Satish Chandra Biruli, a resident of Barkundia village in West Singhbhum district, acts as the deuri or the priest in the village desauli or jaherthan. In the Ho-dominated West Singbhum, sarnas are known by these two names. In every sarna across Jharkhand, the Sing Bonga, the tribal deity, who resides in the Sal tree, is invoked.

Though Biruli feels that walls can offer protection to the sacred site in his village, a meeting has to be conducted for approval of the gherabandi scheme and also divine permission sought for the move.
Biruli, who is the third-generation priest in his family after his grandfather and father, said that many years ago, a deuri was given land for cultivation in the village, but gradually it expanded towards the sacred grove. This is one of the reasons why he feels that walls can offer some degree of protection against encroachment.
Retired teacher Bagan Bodra, who lives in Tambo in West Singhbhum, informed that in his village the gherabandi work had been completed. “Earlier, people used to make the sacred grove area dirty. But now, it is safe and clean. The village offers worship during the Maghe and the Baha festivals.”
Dobro Buriuli, who works in the All India Radio, Chaibasa, West Singhbhum, feels that boundary walls and gates offer protection against land grab which is rampant everywhere.

As a result of mines, security camps and developmental work, many sacred groves in Jharkhand have almost vanished or severely impacted.
Ashutosh Gope, a resident of Datobera village in East Singhbhum district, protested when a stone quarry company sought to establish operations in his village.

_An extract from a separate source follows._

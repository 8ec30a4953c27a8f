pub mod commands;
pub mod globalsettings;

For this, charges were pressed against him and six others, and even now Gope has to appear in the Jamshedpur civil court.
“The company made us suffer. It came to the village time and again and as a result some of the residents got angry. But a few others took its side. When I and my friends protested, charges were slapped against us,” Gope had shared with this reporter a few years ago. The sarna in Datobera is called the Buru Bonga and it is situated in a hilly forested patch.
Apart from public participation, documentation is also in progress in some of the forest divisions of Jharkhand, as per divisional forest officer Mukesh Kumar of Chatra South.
Ranchi-based social activist Deepak Bara pointed out that with walls and gates, the sarnas now resemble closed and structured places. He feels that the non-maintenance of open spaces for these biodiverse sacred places is a way to disconnect people from forests and their immediate natural surroundings.
The sarnas not only conserve wildlife, but also protect forests in the vicinity. “With the construction of boundary walls, some people may still fell trees which are just outside.”

Back in Palamau where history and heritage meet in Jharkhand’s sole tiger reserve, insurgency is on the wane, throwing open previously inaccessible areas to conservation.
As the reserve awaits a tiger turnaround, the Wagh Devta stories reinforce the theme of community participation in conservation. Respecting the tiger signifies that the tribal tradition of gathering Mahua flowers and offering worship in the sacred groves will continue.